In that fall of 1967, I was a freshman and an expendable member of a very poor varsity football team. The days of Alex Harmon, when the Blue Devils had been the class of the Big Valley Athletic Conference, seemed a lifetime past. During summer two-a-day practices, I was relegated to the unit that was fondly referred to by one of two endearing terms, “cannon fodder” or “scrimmage bait,” which meant we were draped in gaudy yellow vests, designating us as the opponent, and used as sacrificial lambs against the first string. On this particular day, a torrid August afternoon where the meager breeze served only to lift dust from the practice field to our nostrils, the defensive middle guard on our cannon fodder squad had been taking a tremendous beating and decided to suddenly become ill with a mysterious stomach virus, and I was recruited from my defensive back position to middle guard—all burly 117 pounds of me. Our center was Rex Tate, who wasn’t all that good—like most of our team—but he outweighed me by 110 pounds.

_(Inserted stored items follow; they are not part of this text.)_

//! Wire types for the AQI service.

use serde::{Deserialize, Serialize};
use serde_json::Value;

// ---

/// Body of `POST /predict`: a window of feature rows, expected `5 x 3`.
#[derive(Debug, Deserialize)]
pub struct PredictRequest {
    pub values: Vec<Vec<f64>>,
}

/// Body returned by `POST /predict`.
///
/// `predicted_aqi` is always present (null on failure); `error` only when
/// something went wrong.
#[derive(Debug, Serialize, PartialEq)]
pub struct PredictResponse {
    #[serde(skip_serializing_if = "Option::is_none")]
    pub error: Option<String>,
    pub predicted_aqi: Option<f64>,
}

impl PredictResponse {
    pub fn ok(value: f64) -> Self {
        Self {
            error: None,
            predicted_aqi: Some(value),
        }
    }

    pub fn failed(message: impl Into<String>) -> Self {
        Self {
            error: Some(message.into()),
            predicted_aqi: None,
        }
    }
}

/// Body returned by `GET /`.
#[derive(Debug, Serialize)]
pub struct HealthResponse {
    pub status: &'static str,
    pub model_loaded: bool,
    pub scaler_loaded: bool,
}

/// One row of the historical dataset.
#[derive(Debug, Clone, Serialize, PartialEq)]
pub struct HistoryRecord {
    /// Formatted as `YYYY-MM-DD HH:MM`.
    pub timestamp: String,
    pub temperature: f64,
    pub humidity: f64,
    pub aqi: f64,
    pub category: String,
}

/// Body returned by `GET /history` when the dataset cannot be converted.
#[derive(Debug, Serialize)]
pub struct HistoryFailure {
    pub error: &'static str,
    pub details: String,
}

/// Body returned by `GET /data`.
#[derive(Debug, Serialize, PartialEq)]
pub struct LiveReading {
    pub temperature: f64,
    pub humidity: f64,
    pub aqi: f64,
    pub category: String,
    pub history: Vec<Value>,
    #[serde(skip_serializing_if = "Option::is_none")]
    pub error: Option<String>,
}

impl LiveReading {
    /// Zeroed payload returned when the upstream source is unusable.
    pub fn unavailable(message: impl Into<String>) -> Self {
        Self {
            temperature: 0.0,
            humidity: 0.0,
            aqi: 0.0,
            category: "Unavailable".to_string(),
            history: Vec::new(),
            error: Some(message.into()),
        }
    }
}

/// Convert a loosely typed JSON value to `f64`, never failing.
///
/// - numbers convert directly
/// - strings are trimmed and parsed; unparsable strings give `default`
/// - booleans map to `1.0` / `0.0`
/// - `null`, arrays, objects and non-finite results give `default`
pub fn coerce_float(value: Option<&Value>, default: f64) -> f64 {
    // ---
    let parsed = match value {
        Some(Value::Number(n)) => n.as_f64(),
        Some(Value::String(s)) => s.trim().parse::<f64>().ok(),
        Some(Value::Bool(b)) => Some(if *b { 1.0 } else { 0.0 }),
        _ => None,
    };

    parsed.filter(|v| v.is_finite()).unwrap_or(default)
}
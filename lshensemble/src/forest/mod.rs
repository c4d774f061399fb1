// Licensed to the Apache Software Foundation (ASF) under one
// or more contributor license agreements.  See the NOTICE file
// distributed with this work for additional information
// regarding copyright ownership.  The ASF licenses this file
// to you under the Apache License, Version 2.0 (the
// "License"); you may not use this file except in compliance
// with the License.  You may obtain a copy of the License at
//
//   http://www.apache.org/licenses/LICENSE-2.0
//
// Unless required by applicable law or agreed to in writing,
// software distributed under the License is distributed on an
// "AS IS" BASIS, WITHOUT WARRANTIES OR CONDITIONS OF ANY
// KIND, either express or implied.  See the License for the
// specific language governing permissions and limitations
// under the License.

//! Banded LSH indexes over MinHash signatures.
//!
//! A band of width `k` is `k` consecutive signature values. Two signatures that agree on every
//! value of a band collide on it, which happens with probability `J^k` for Jaccard similarity
//! `J`. Searching `l` bands raises recall to `1 - (1 - J^k)^l`.
//!
//! [`LshForest`] additionally keeps each band table sorted, so a query can match on a prefix of a
//! band and act as an index with a smaller `k` without rebuilding anything.

mod lsh_forest;

use std::sync::Arc;

use crossbeam_channel::Receiver;
use crossbeam_channel::Sender;
use crossbeam_channel::TryRecvError;
use crossbeam_channel::select;

pub use self::lsh_forest::LshForest;
use crate::minhash::Signature;

/// The contract an ensemble needs from a per-`k` band index.
///
/// Adds happen before [`BandIndex::index`]; queries happen after it. Adding after indexing is a
/// caller error with unspecified results.
pub trait BandIndex: Send + Sync {
    /// Creates an empty index of `num_bands` bands, each `band_size` hash values wide.
    fn new(band_size: usize, num_bands: usize) -> Self
    where
        Self: Sized;

    /// Returns the band width `k`.
    fn band_size(&self) -> usize;

    /// Returns the number of bands `l`.
    fn num_bands(&self) -> usize;

    /// Registers a key with its signature.
    fn add(&mut self, key: &Arc<str>, signature: &Signature);

    /// Makes every added key searchable.
    fn index(&mut self);

    /// Streams the keys colliding with `signature` in any of the first `num_bands` bands onto
    /// `out`, each key at most once.
    ///
    /// `prefix` is how many leading values of each band must match; `None` means the whole band.
    /// Returns early, without error, once `done` receives a value or is disconnected, or once
    /// `out` is disconnected. A value is consumed by the first producer to see it, so callers
    /// stopping several producers at once disconnect `done` instead.
    fn query(
        &self,
        signature: &Signature,
        prefix: Option<usize>,
        num_bands: usize,
        out: &Sender<Arc<str>>,
        done: &Receiver<()>,
    );
}

/// Sends `key` unless the query was cancelled first.
///
/// Returns false if the producer should stop.
pub(crate) fn send_or_cancel(out: &Sender<Arc<str>>, done: &Receiver<()>, key: Arc<str>) -> bool {
    if is_cancelled(done) {
        return false;
    }
    select! {
        send(out, key) -> res => res.is_ok(),
        recv(done) -> _ => false,
    }
}

/// Returns true once `done` has a value or all of its senders are gone.
pub(crate) fn is_cancelled(done: &Receiver<()>) -> bool {
    !matches!(done.try_recv(), Err(TryRecvError::Empty))
}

Thus, I continued to spend the rest of the afternoon in the defensive backfield because that’s where he kept knocking me, much to the delight of the coaches. It made for a miserable day.

It had been several hours since practice ended, and I was resting on the back porch swing, nursing an orange juice, a bruised body, and a badly battered ego, when I saw Travis heading down the alley toward the house.

“Jeeesus, what happened to you?” he asked.